Faculty Researcher: Joseph A. Potkay, PhD, Research Investigator at the Veterans Administration Ann Arbor Healthcare System and Adjunct Research Investigator in the Department of Surgery at the University of Michigan

Cross-section diagram of the μVE demonstrating molecular diffusion of a three compound mixture.

The assessment of occupational exposures to toxic organic compounds remains an essential component of efforts to protect worker health by informing epidemiologic investigations, demonstrating compliance with exposure standards/guidelines, and gathering proactive surveillance data. Measuring contaminants or their metabolites in biological fluids, if properly conducted and interpreted, can provide more relevant information about exposure than merely measuring air concentrations. Doing so in the field with ultra-low-volume samples represents an enticing prospect for advancing occupational exposure science. We propose to develop and test the capabilities of a passive, microfabricated membranemediated device for extracting volatile biomarkers of exposure to various volatile organic compounds (VOC) from ~μL volumes of urine, saliva, and blood.

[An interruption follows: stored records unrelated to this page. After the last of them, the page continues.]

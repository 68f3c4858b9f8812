//! Rolling file logs for the gradebook process.
//!
//! # Responsibility
//! - Initialize file-based rolling logs exactly once per process.
//! - Capture panics into the log before the default hook runs.
//!
//! # Invariants
//! - Logging init is idempotent for the same level and directory.
//! - Logging initialization must not panic.
//! - Re-initialization with a different level or directory is rejected.

use flexi_logger::{Cleanup, Criterion, FileSpec, Logger, LoggerHandle, Naming, WriteMode};
use log::{error, info};
use once_cell::sync::OnceCell;
use std::path::{Path, PathBuf};

const LOG_FILE_BASENAME: &str = "gradebook";
const LOG_DIR_NAME: &str = "gradebook-logs";
const MAX_LOG_FILE_SIZE_BYTES: u64 = 10 * 1024 * 1024;
const MAX_LOG_FILES: usize = 5;
const MAX_PANIC_PAYLOAD_CHARS: usize = 160;

static LOGGING_STATE: OnceCell<LoggingState> = OnceCell::new();
static PANIC_HOOK_INSTALLED: OnceCell<()> = OnceCell::new();

struct LoggingState {
    level: &'static str,
    log_dir: PathBuf,
    _logger: LoggerHandle,
}

impl LoggingState {
    fn ensure_same(&self, level: &str, log_dir: &Path) -> Result<(), String> {
        if self.log_dir != log_dir {
            return Err(format!(
                "logging already initialized at `{}`; refusing to switch to `{}`",
                self.log_dir.display(),
                log_dir.display()
            ));
        }
        if self.level != level {
            return Err(format!(
                "logging already initialized with level `{}`; refusing to switch to `{}`",
                self.level, level
            ));
        }
        Ok(())
    }
}

/// Initializes process logging with `level` into `log_dir`.
///
/// # Errors
/// - `level` is not one of `trace|debug|info|warn|error`.
/// - `log_dir` is empty, relative, or cannot be created.
/// - Logging is already active with another level or directory.
/// - The logger backend fails to start.
pub fn init_logging(level: &str, log_dir: &str) -> Result<(), String> {
    let level = normalize_level(level)?;
    let log_dir = normalize_log_dir(log_dir)?;

    if let Some(state) = LOGGING_STATE.get() {
        return state.ensure_same(level, &log_dir);
    }

    let state = LOGGING_STATE.get_or_try_init(|| start_logger(level, log_dir.clone()))?;
    state.ensure_same(level, &log_dir)
}

/// Returns `(level, log_dir)` of active logging, or `None` before init.
pub fn logging_status() -> Option<(&'static str, PathBuf)> {
    LOGGING_STATE
        .get()
        .map(|state| (state.level, state.log_dir.clone()))
}

/// `debug` in debug builds, `info` in release builds.
pub fn default_log_level() -> &'static str {
    if cfg!(debug_assertions) {
        "debug"
    } else {
        "info"
    }
}

/// Absolute log directory used by the CLI: `<temp dir>/gradebook-logs`.
pub fn default_log_dir() -> PathBuf {
    std::env::temp_dir().join(LOG_DIR_NAME)
}

fn start_logger(level: &'static str, log_dir: PathBuf) -> Result<LoggingState, String> {
    std::fs::create_dir_all(&log_dir).map_err(|err| {
        format!(
            "failed to create log directory `{}`: {err}",
            log_dir.display()
        )
    })?;

    let logger = Logger::try_with_str(level)
        .map_err(|err| format!("invalid log level `{level}`: {err}"))?
        .log_to_file(
            FileSpec::default()
                .directory(log_dir.as_path())
                .basename(LOG_FILE_BASENAME),
        )
        .rotate(
            Criterion::Size(MAX_LOG_FILE_SIZE_BYTES),
            Naming::Numbers,
            Cleanup::KeepLogFiles(MAX_LOG_FILES),
        )
        .write_mode(WriteMode::BufferAndFlush)
        .append()
        .format_for_files(flexi_logger::detailed_format)
        .start()
        .map_err(|err| format!("failed to start logger: {err}"))?;

    install_panic_hook_once();

    info!(
        "event=app_start module=logging status=ok platform={} version={}",
        std::env::consts::OS,
        env!("CARGO_PKG_VERSION")
    );
    info!(
        "event=logging_init module=logging status=ok level={} log_dir={}",
        level,
        log_dir.display()
    );

    Ok(LoggingState {
        level,
        log_dir,
        _logger: logger,
    })
}

fn normalize_level(level: &str) -> Result<&'static str, String> {
    match level.trim().to_ascii_lowercase().as_str() {
        "trace" => Ok("trace"),
        "debug" => Ok("debug"),
        "info" => Ok("info"),
        "warn" | "warning" => Ok("warn"),
        "error" => Ok("error"),
        other => Err(format!(
            "unsupported log level `{other}`; expected trace|debug|info|warn|error"
        )),
    }
}

fn normalize_log_dir(log_dir: &str) -> Result<PathBuf, String> {
    let trimmed = log_dir.trim();
    if trimmed.is_empty() {
        return Err("log_dir cannot be empty".to_string());
    }
    let path = Path::new(trimmed);
    if !path.is_absolute() {
        return Err(format!("log_dir must be an absolute path, got `{trimmed}`"));
    }
    Ok(path.to_path_buf())
}

fn install_panic_hook_once() {
    if PANIC_HOOK_INSTALLED.set(()).is_err() {
        return;
    }

    let previous_hook = std::panic::take_hook();
    std::panic::set_hook(Box::new(move |panic_info| {
        let location = panic_info
            .location()
            .map(|loc| format!("{}:{}", loc.file(), loc.line()))
            .unwrap_or_else(|| "unknown".to_string());
        let payload = panic_payload_summary(panic_info);
        error!(
            "event=panic_captured module=logging status=error location={} payload={}",
            location, payload
        );
        previous_hook(panic_info);
    }));
}

fn panic_payload_summary(info: &std::panic::PanicHookInfo<'_>) -> String {
    let payload = if let Some(message) = info.payload().downcast_ref::<&str>() {
        (*message).to_string()
    } else if let Some(message) = info.payload().downcast_ref::<String>() {
        message.clone()
    } else {
        "non-string panic payload".to_string()
    };

    single_line(&payload, MAX_PANIC_PAYLOAD_CHARS)
}

// Payloads can carry record names; keep log lines one line and bounded.
fn single_line(value: &str, max_chars: usize) -> String {
    let normalized = value.replace(['\n', '\r'], " ");
    let mut truncated = normalized.chars().take(max_chars).collect::<String>();
    if normalized.chars().count() > max_chars {
        truncated.push_str("...");
    }
    truncated
}

#[cfg(test)]
mod tests {
    use super::{
        default_log_dir, init_logging, logging_status, normalize_level, normalize_log_dir,
        single_line,
    };
    use log::Log;
    use std::fs;
    use std::path::PathBuf;
    use std::time::{SystemTime, UNIX_EPOCH};

    fn unique_temp_dir(suffix: &str) -> PathBuf {
        let nanos = SystemTime::now()
            .duration_since(UNIX_EPOCH)
            .expect("system time should be after unix epoch")
            .as_nanos();
        std::env::temp_dir().join(format!(
            "gradebook-logging-{suffix}-{}-{nanos}",
            std::process::id()
        ))
    }

    #[test]
    fn normalize_level_accepts_known_values() {
        assert_eq!(normalize_level("INFO").unwrap(), "info");
        assert_eq!(normalize_level(" warning ").unwrap(), "warn");
        assert!(normalize_level("verbose").is_err());
    }

    #[test]
    fn normalize_log_dir_rejects_relative_and_empty_paths() {
        let error = normalize_log_dir("logs/dev").expect_err("relative paths must be rejected");
        assert!(error.contains("absolute"));
        assert!(normalize_log_dir("   ").is_err());
    }

    #[test]
    fn default_log_dir_is_absolute() {
        assert!(default_log_dir().is_absolute());
    }

    #[test]
    fn single_line_removes_newlines_and_truncates() {
        let flattened = single_line("line1\nline2\rline3", 8);
        assert!(!flattened.contains('\n'));
        assert!(!flattened.contains('\r'));
        assert!(flattened.ends_with("..."));
    }

    #[test]
    fn init_logging_is_idempotent_for_same_config_and_rejects_conflicts() {
        let log_dir = unique_temp_dir("idempotent");
        let log_dir_str = log_dir.to_str().unwrap().to_string();
        let second_dir_str = unique_temp_dir("different").to_str().unwrap().to_string();

        init_logging("info", &log_dir_str).expect("first init should succeed");
        log::logger().flush();
        let logged = fs::read_dir(&log_dir)
            .unwrap()
            .filter_map(|entry| fs::read_to_string(entry.unwrap().path()).ok())
            .collect::<String>();
        assert!(logged.contains("event=logging_init module=logging status=ok"));
        init_logging("INFO", &log_dir_str).expect("same config should be idempotent");

        let level_error = init_logging("debug", &log_dir_str).unwrap_err();
        assert!(level_error.contains("refusing to switch"));

        let dir_error = init_logging("info", &second_dir_str).unwrap_err();
        assert!(dir_error.contains("refusing to switch"));

        let (active_level, active_dir) = logging_status().expect("logging should be active");
        assert_eq!(active_level, "info");
        assert_eq!(active_dir, log_dir);
    }
}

As envisioned, this microscale vapor extractor (μVE) will serve as a disposable front-end interface for a hand-held, battery-powered micro-scale gas chromatograph (μGC) being developed under separate funding. Combining the μVE and μGC will permit rapid field or clinical analyses of biological fluid samples for assessing occupational VOC exposures. The proposed μVE is a derivative of an extant artificial lung technology (Fig. 1), which will be redesigned and repurposed for this application. Devices will be fabricated on campus and then interfaced to a bench-scale GC instrument for initial characterization with respect to extraction efficiency and required sample volumes over ranges of expected target-analyte concentrations in spiked artificial urine, saliva, and blood. The target analytes will comprise a set of 10 VOCs and metabolites for which ACGIH Biological Exposure Indices (BEI) have been established. Following screening experiments, the μVE will be fluidically integrated with one of our μGC prototypes and re-tested to demonstrate feasibility for follow on funding. The successful project would produce an enabling new technology that would facilitate onsite biomonitoring of workers at lower cost by minimally trained OH professionals. This work addresses NORA priorities in the Exposure Assessment Cross-Sector.

Cross-section diagram of the μVE with a close-up of the VOC diffusion interface and equivalent circuit (left and middle). A top-view diagram of the liquid flow channels in the VE (right) showing large diameter routing channels (red and orange) and the array of small diameter extraction microchannels (yellow).